The following detailed description is merely illustrative and is not intended to limit embodiments and/or application or uses of embodiments. Furthermore, there is no intention to be bound by any expressed and/or implied information presented in any of the preceding Background section, Summary section, and/or in the Detailed Description section.

One or more embodiments are now described with reference to the drawings, wherein like referenced numerals are used to refer to like elements throughout. In the following description, for purposes of explanation, numerous specific details are set forth in order to provide a more thorough understanding of the one or more embodiments. It is evident, however, in various cases, that the one or more embodiments can be practiced without these specific details.

As used herein, “data” can comprise metadata. Further, ranges A-n are utilized herein to indicate a respective plurality of devices, components, signals etc., where n is any positive integer.

It is to be appreciated that while the various embodiments and examples presented herein are directed to an industrial domain and the identification/typing of equipment (e.g., pumps, valves, and the like) in a manufacturing facility, the various embodiments are not so limited and can be applied to any domain, information, data, entities, types, etc., which can be identified based upon a pattern generated based upon one or more codes identified based upon a string of text, numbers, words, utterances, vocabulary, and suchlike, utilized to identify an entity, an object, a subject, and suchlike. Further, while the various examples presented herein generally pertain to textual identifiers applied to components, the various embodiments can equally be applied to speech, utterances, snippets of speech, speech recordings, and the like.

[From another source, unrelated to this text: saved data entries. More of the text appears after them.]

//! Service configuration
//!
//! Layered as built-in defaults, then an optional TOML file, then
//! `ASSIGNER_*` environment variables. A bare `PORT` variable sets the port
//! when `ASSIGNER_PORT` is absent.

use crate::errors::ServiceError;
use config::{Config, Environment, File as ConfigFile};
use serde::Deserialize;
use std::path::{Path, PathBuf};

/// Config file picked up from the working directory when none is given
pub const DEFAULT_CONFIG_FILE: &str = "assigner.toml";

#[derive(Debug, Clone, PartialEq, Deserialize)]
pub struct ServiceConfig {
    pub host: String,
    pub port: u16,
    pub model_path: PathBuf,
    pub log_level: String,
    /// Check the model against its `.hash` sidecar at start-up
    pub verify_hash: bool,
}

impl Default for ServiceConfig {
    fn default() -> Self {
        Self {
            host: "0.0.0.0".to_string(),
            port: 5000,
            model_path: PathBuf::from("model/ticket_assigner.json"),
            log_level: "info".to_string(),
            verify_hash: false,
        }
    }
}

impl ServiceConfig {
    /// Load from `config_path` (or `assigner.toml` if present) and the
    /// process environment
    pub fn load(config_path: Option<&Path>) -> Result<Self, ServiceError> {
        let vars: config::Map<String, String> = std::env::vars().collect();
        Self::load_from(config_path, vars)
    }

    /// Load with an explicit set of environment variables
    pub fn load_from(
        config_path: Option<&Path>,
        vars: config::Map<String, String>,
    ) -> Result<Self, ServiceError> {
        let resolved_path = match config_path {
            Some(path) if !path.exists() => {
                return Err(ServiceError::InvalidConfig(format!(
                    "configuration file {} not found",
                    path.display()
                )));
            }
            Some(path) => Some(path.to_path_buf()),
            None => {
                let path = PathBuf::from(DEFAULT_CONFIG_FILE);
                path.exists().then_some(path)
            }
        };

        let defaults = ServiceConfig::default();
        let mut builder = Config::builder()
            .set_default("host", defaults.host)?
            .set_default("port", i64::from(defaults.port))?
            .set_default("model_path", defaults.model_path.to_string_lossy().to_string())?
            .set_default("log_level", defaults.log_level)?
            .set_default("verify_hash", defaults.verify_hash)?;

        if let Some(path) = &resolved_path {
            builder = builder.add_source(ConfigFile::from(path.as_path()));
        }

        let bare_port = if vars.contains_key("ASSIGNER_PORT") {
            None
        } else {
            vars.get("PORT").cloned()
        };

        builder = builder
            .add_source(
                Environment::with_prefix("ASSIGNER")
                    .try_parsing(true)
                    .source(Some(vars)),
            )
            .set_override_option("port", bare_port)?;

        let config: ServiceConfig = builder.build()?.try_deserialize()?;
        config.validate()?;
        Ok(config)
    }

    pub fn validate(&self) -> Result<(), ServiceError> {
        if self.host.trim().is_empty() {
            return Err(ServiceError::InvalidConfig("host must not be empty".into()));
        }
        if self.port == 0 {
            return Err(ServiceError::InvalidConfig("port must be non-zero".into()));
        }
        if self.model_path.as_os_str().is_empty() {
            return Err(ServiceError::InvalidConfig(
                "model_path must not be empty".into(),
            ));
        }
        Ok(())
    }

    /// `host:port` listen address
    pub fn bind_addr(&self) -> String {
        format!("{}:{}", self.host, self.port)
    }

    /// Location of the hash sidecar next to the model file
    pub fn hash_path(&self) -> PathBuf {
        self.model_path.with_extension("hash")
    }
}
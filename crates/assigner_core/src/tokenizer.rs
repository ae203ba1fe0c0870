//! Word tokenizer shared by vectorizer fit and transform

use once_cell::sync::Lazy;
use regex::Regex;

static TOKEN_PATTERN: Lazy<Regex> =
    Lazy::new(|| Regex::new(r"[\p{L}\p{N}]+").expect("token pattern is a valid regex"));

/// Split text into lowercase tokens.
///
/// A token is a maximal run of Unicode letters or digits. Everything else,
/// including underscores, separates tokens. No stop words are removed and
/// single-character tokens are kept.
pub fn tokenize(text: &str) -> Vec<String> {
    let lowered = text.to_lowercase();
    TOKEN_PATTERN
        .find_iter(&lowered)
        .map(|m| m.as_str().to_string())
        .collect()
}
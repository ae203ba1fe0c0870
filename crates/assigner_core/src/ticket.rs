//! Ticket fields and their flattening into a single feature string

use serde::{Deserialize, Serialize};

/// Labels attached to a ticket.
///
/// Requests may carry either a list of label strings or a single scalar; the
/// scalar is kept as its already-stringified text.
#[derive(Debug, Clone, PartialEq, Eq, Serialize, Deserialize)]
#[serde(untagged)]
pub enum Labels {
    List(Vec<String>),
    Scalar(String),
}

impl Default for Labels {
    fn default() -> Self {
        Labels::List(Vec::new())
    }
}

impl Labels {
    /// Render the labels as the text that goes into the feature string.
    pub fn to_text(&self) -> String {
        match self {
            Labels::List(items) => items.join(" "),
            Labels::Scalar(text) => text.clone(),
        }
    }
}

impl From<Vec<String>> for Labels {
    fn from(items: Vec<String>) -> Self {
        Labels::List(items)
    }
}

impl From<&[&str]> for Labels {
    fn from(items: &[&str]) -> Self {
        Labels::List(items.iter().map(|s| s.to_string()).collect())
    }
}

/// A single issue-tracker ticket
#[derive(Debug, Clone, Default, PartialEq, Eq, Serialize, Deserialize)]
pub struct Ticket {
    #[serde(default)]
    pub title: String,
    #[serde(default)]
    pub description: String,
    #[serde(default)]
    pub labels: Labels,
}

impl Ticket {
    pub fn new(title: impl Into<String>, description: impl Into<String>, labels: Labels) -> Self {
        Self {
            title: title.into(),
            description: description.into(),
            labels,
        }
    }

    /// Feature string for this ticket, see [`normalize`].
    pub fn feature_text(&self) -> String {
        normalize(&self.title, &self.description, &self.labels)
    }
}

/// Concatenate title, description and labels with single spaces.
///
/// The order is fixed and no trimming, case folding or tokenization happens
/// here, so training rows and serving requests produce identical strings.
pub fn normalize(title: &str, description: &str, labels: &Labels) -> String {
    format!("{} {} {}", title, description, labels.to_text())
}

A code (also known as a token, a subword) is a constructing block/component of a string, whereby a string can comprise a sequence of alphanumeric characters in text or speech. There are numerous ways in which a string can be coded and/or one or more codes extracted from a string. For example, identifying codes within the string ‘FC411’. In a first technique, the coding can be based upon considering the frequency of codes in a corpus (e.g., a collection of texts, speech), utilizing such techniques as BPE and/or LCP, where codes such as ‘FC’, ‘FC4’, ‘C4’, ‘411’ can be generated from the string ‘FC411’.

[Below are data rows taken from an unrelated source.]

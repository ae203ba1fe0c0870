//! Ticket Assigner Service
//!
//! Loads the persisted assignee model once at start-up and answers
//! prediction requests over HTTP:
//!
//! - `POST /predict`: `{"title", "description", "labels"}` -> `{"assignee"}`
//! - `GET /health`: liveness plus model metadata
//! - `GET /model/info`: known assignees and model dimensions

pub mod config;
pub mod errors;
pub mod request;
pub mod server;

pub use config::ServiceConfig;
pub use errors::ServiceError;
pub use request::ticket_from_json;
pub use server::{build_router, start_server, AppState, SharedState, AVAILABLE_ENDPOINTS};
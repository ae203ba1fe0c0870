//! Deterministic utilities for reproducible training
//!
//! Provides a seedable RNG, per-stream seed derivation and split
//! tie-breaking so that a fixed seed always yields the same forest, on any
//! platform and regardless of how many threads build it.

use std::cmp::Ordering;

/// SplitMix64 pseudo-random generator.
///
/// Small, fast and fully specified, so sequences never change between
/// releases or platforms.
#[derive(Clone, Debug)]
pub struct SplitMix64 {
    state: u64,
}

impl SplitMix64 {
    const GAMMA: u64 = 0x9E37_79B9_7F4A_7C15;

    pub fn new(seed: u64) -> Self {
        Self { state: seed }
    }

    /// Next raw 64-bit value
    pub fn next_u64(&mut self) -> u64 {
        self.state = self.state.wrapping_add(Self::GAMMA);
        let mut z = self.state;
        z = (z ^ (z >> 30)).wrapping_mul(0xBF58_476D_1CE4_E5B9);
        z = (z ^ (z >> 27)).wrapping_mul(0x94D0_49BB_1331_11EB);
        z ^ (z >> 31)
    }

    /// Uniform value in `[0, max)`; returns 0 when `max == 0`
    pub fn next_below(&mut self, max: usize) -> usize {
        if max == 0 {
            return 0;
        }
        // Multiply-shift keeps the high bits, which carry the most entropy.
        ((self.next_u64() as u128 * max as u128) >> 64) as usize
    }
}

/// Derive an independent seed for stream `stream` (e.g. a tree index)
pub fn derive_seed(seed: u64, stream: u64) -> u64 {
    const PRIME1: u64 = 0x9E37_79B1_85EB_CA87;
    const PRIME2: u64 = 0xC2B2_AE3D_27D4_EB4F;
    const PRIME3: u64 = 0x1656_67B1_9E37_79F9;

    let mut h = seed.wrapping_add(PRIME3);
    h = h.wrapping_add(stream.wrapping_mul(PRIME1));
    h = h.rotate_left(31).wrapping_mul(PRIME2);

    h ^= h >> 33;
    h = h.wrapping_mul(PRIME1);
    h ^= h >> 29;
    h = h.wrapping_mul(PRIME2);
    h ^= h >> 32;

    h
}

/// Deterministic hash of a row position, used to order dataset rows
pub fn row_hash(index: usize, seed: u64) -> u64 {
    derive_seed(seed, index as u64)
}

/// Ordering key used when two split candidates have equal gain.
///
/// Lower feature index wins, then lower threshold.
#[derive(Debug, Clone, Copy, PartialEq)]
pub struct SplitTieBreaker {
    pub feature_idx: usize,
    pub threshold: f64,
}

impl SplitTieBreaker {
    pub fn new(feature_idx: usize, threshold: f64) -> Self {
        Self {
            feature_idx,
            threshold,
        }
    }

    pub fn cmp_key(&self, other: &Self) -> Ordering {
        self.feature_idx
            .cmp(&other.feature_idx)
            .then_with(|| self.threshold.total_cmp(&other.threshold))
    }
}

In another technique, the string itself can be considered, with one or more N-gram codes being generated therefrom. A bigram (two character) approach applied to the string ‘FC411’ can generate codes such as ‘FC’, ‘C4’, ‘41’, ‘11’, e.g., based upon the starting position of the bigram extraction in the string. With a trigram (three character) approach, the following codes can be generated: ‘FC4’, ‘C41’, ‘411’, again based upon the starting position of the trigram extraction within the string. Further, if the coding is alphanumeric-based, the codes ‘FC’ (word, w) and ‘411’ (digits, d) can be extracted/generated.

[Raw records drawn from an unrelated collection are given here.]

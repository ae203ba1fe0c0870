//! TF-IDF feature extraction
//!
//! [`VectorModel::fit`] learns a vocabulary and smoothed inverse document
//! frequencies from a corpus; [`VectorModel::transform`] turns any text into a
//! fixed-width sparse vector using only that learned state.

use crate::errors::{AssignerError, Result};
use crate::tokenizer::tokenize;
use serde::{Deserialize, Serialize};
use std::collections::{BTreeMap, BTreeSet};

/// Sparse feature vector with a fixed logical length.
///
/// `indices` are strictly increasing and every stored value is non-zero.
#[derive(Debug, Clone, PartialEq)]
pub struct FeatureVector {
    len: usize,
    indices: Vec<usize>,
    values: Vec<f64>,
}

impl FeatureVector {
    /// All-zero vector of the given length
    pub fn zeros(len: usize) -> Self {
        Self {
            len,
            indices: Vec::new(),
            values: Vec::new(),
        }
    }

    /// Build from `(index, value)` pairs; zeros are dropped and indices sorted.
    pub fn from_pairs(len: usize, pairs: impl IntoIterator<Item = (usize, f64)>) -> Self {
        let mut entries: Vec<(usize, f64)> = pairs
            .into_iter()
            .filter(|(idx, value)| *idx < len && *value != 0.0)
            .collect();
        entries.sort_by_key(|(idx, _)| *idx);
        entries.dedup_by_key(|(idx, _)| *idx);

        let (indices, values) = entries.into_iter().unzip();
        Self {
            len,
            indices,
            values,
        }
    }

    /// Logical length (vocabulary size)
    pub fn len(&self) -> usize {
        self.len
    }

    pub fn is_empty(&self) -> bool {
        self.len == 0
    }

    /// Number of stored non-zero entries
    pub fn nnz(&self) -> usize {
        self.indices.len()
    }

    /// Value at `idx`, zero when absent or out of range
    pub fn get(&self, idx: usize) -> f64 {
        match self.indices.binary_search(&idx) {
            Ok(pos) => self.values[pos],
            Err(_) => 0.0,
        }
    }

    /// Iterate over non-zero entries in index order
    pub fn iter(&self) -> impl Iterator<Item = (usize, f64)> + '_ {
        self.indices.iter().copied().zip(self.values.iter().copied())
    }

    /// Euclidean norm
    pub fn norm(&self) -> f64 {
        self.values.iter().map(|v| v * v).sum::<f64>().sqrt()
    }

    /// Dense copy, mostly useful in tests and debugging
    pub fn to_dense(&self) -> Vec<f64> {
        let mut dense = vec![0.0; self.len];
        for (idx, value) in self.iter() {
            dense[idx] = value;
        }
        dense
    }
}

/// Learned TF-IDF state: vocabulary, IDF weights and normalization flag.
///
/// Immutable after [`VectorModel::fit`]; persisted verbatim in the model
/// artifact.
#[derive(Debug, Clone, PartialEq, Serialize, Deserialize)]
pub struct VectorModel {
    /// Token -> feature index, indices dense and assigned in sorted token order
    pub vocabulary: BTreeMap<String, usize>,
    /// IDF weight per feature index
    pub idf: Vec<f64>,
    /// Whether transform output is L2-normalized
    pub l2_normalize: bool,
    /// Number of documents seen during fit
    pub document_count: usize,
}

impl VectorModel {
    /// Learn vocabulary and IDF weights from a corpus.
    ///
    /// IDF(t) = ln((1 + N) / (1 + df(t))) + 1
    pub fn fit<S: AsRef<str>>(corpus: &[S], l2_normalize: bool) -> Result<Self> {
        if corpus.is_empty() {
            return Err(AssignerError::EmptyCorpus(
                "corpus contains no documents".to_string(),
            ));
        }

        let mut document_frequency: BTreeMap<String, usize> = BTreeMap::new();
        for doc in corpus {
            let unique: BTreeSet<String> = tokenize(doc.as_ref()).into_iter().collect();
            for token in unique {
                *document_frequency.entry(token).or_insert(0) += 1;
            }
        }

        if document_frequency.is_empty() {
            return Err(AssignerError::EmptyCorpus(format!(
                "{} documents produced no tokens",
                corpus.len()
            )));
        }

        let n = corpus.len() as f64;
        let mut vocabulary = BTreeMap::new();
        let mut idf = Vec::with_capacity(document_frequency.len());
        for (idx, (token, df)) in document_frequency.into_iter().enumerate() {
            idf.push(((1.0 + n) / (1.0 + df as f64)).ln() + 1.0);
            vocabulary.insert(token, idx);
        }

        tracing::debug!(
            documents = corpus.len(),
            vocabulary = vocabulary.len(),
            "fitted tf-idf vocabulary"
        );

        Ok(Self {
            vocabulary,
            idf,
            l2_normalize,
            document_count: corpus.len(),
        })
    }

    /// Vectorize text with the learned state.
    ///
    /// Tokens outside the vocabulary are ignored. With normalization enabled
    /// the result has unit norm, or is all-zero when no known token occurs.
    pub fn transform(&self, text: &str) -> FeatureVector {
        let mut counts: BTreeMap<usize, f64> = BTreeMap::new();
        for token in tokenize(text) {
            if let Some(&idx) = self.vocabulary.get(&token) {
                *counts.entry(idx).or_insert(0.0) += 1.0;
            }
        }

        let mut weighted: Vec<(usize, f64)> = counts
            .into_iter()
            .map(|(idx, tf)| (idx, tf * self.idf[idx]))
            .collect();

        if self.l2_normalize {
            let norm = weighted.iter().map(|(_, v)| v * v).sum::<f64>().sqrt();
            if norm > 0.0 {
                for (_, value) in &mut weighted {
                    *value /= norm;
                }
            }
        }

        FeatureVector::from_pairs(self.vocabulary.len(), weighted)
    }

    /// Vectorize every document of a corpus
    pub fn transform_all<S: AsRef<str>>(&self, corpus: &[S]) -> Vec<FeatureVector> {
        corpus.iter().map(|doc| self.transform(doc.as_ref())).collect()
    }

    /// Number of features produced by [`VectorModel::transform`]
    pub fn vocabulary_size(&self) -> usize {
        self.vocabulary.len()
    }

    /// Check the internal consistency of a deserialized model
    pub fn validate(&self) -> Result<()> {
        if self.vocabulary.is_empty() {
            return Err(AssignerError::InvalidModel("empty vocabulary".to_string()));
        }
        if self.idf.len() != self.vocabulary.len() {
            return Err(AssignerError::InvalidModel(format!(
                "vocabulary has {} tokens but {} idf weights",
                self.vocabulary.len(),
                self.idf.len()
            )));
        }

        let mut seen = vec![false; self.idf.len()];
        for (token, &idx) in &self.vocabulary {
            if idx >= seen.len() || seen[idx] {
                return Err(AssignerError::InvalidModel(format!(
                    "token {token:?} has invalid or duplicate index {idx}"
                )));
            }
            seen[idx] = true;
        }

        if let Some(pos) = self.idf.iter().position(|w| !w.is_finite() || *w <= 0.0) {
            return Err(AssignerError::InvalidModel(format!(
                "idf weight {pos} is not a positive finite number"
            )));
        }

        Ok(())
    }
}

In a further approach, the codes can be overlapping or non-overlapping, e.g., [FC, FC4, . . . ] or [FC, 411, . . . ]. In an alternative approach, the codes can be customized based on domain knowledge regarding how the string is utilized in and/or was generated for a current naming configuration/application. For example, where the domain pertains to a manufacturing company, the domain knowledge can include information shared across the entire company (e.g., across multiple manufacturing centers located around the globe, a specific manufacturing center comprising multiple assembly lines, a specific assembly line, and suchlike). Continuing the example, ‘FC’ [is the name of a manufacturing plant] and ‘411’ [is the name of a component in that plant]. In a further example scenario, a first component can be a pump in the manufacturing plant, while a second component can be a valve that is incorporated into, and forms part of, the operation of the pump. Hence, a question arises, “while it is known that the component FC411 is located in the manufacturing plant FC, does 411 denote a pump, a valve, or other entity?”

Further, strings can be constructed and/or identified based upon a pattern. A pattern can be considered to be similar to a Regular Expression (Regex). However, a Regex is typically a general expression that can be easily found within a collection of strings, while a pattern is typically configured so as to keep string identification as specific as possible. Hence, a goal of pattern identification can be to distinguish different types of components in an industrial domain, where each string may have a specific meaning. For example, sensors configured to measure temperature have a string pattern ending with the letter ‘T’, while those sensors configured to measure pressure have a string pattern ending with the letter ‘P’. In a further example, an industrial environment includes various valves and various pumps. As shown in TABLE 1 below, when applying a Regex approach the various valves and pumps are not distinguished and/or separately identified as the Regex of \w{2} \d{3} comprising two alphabetical characters and three digits applied to the respective valve and pump string identifiers are the same, however, the patterns are not.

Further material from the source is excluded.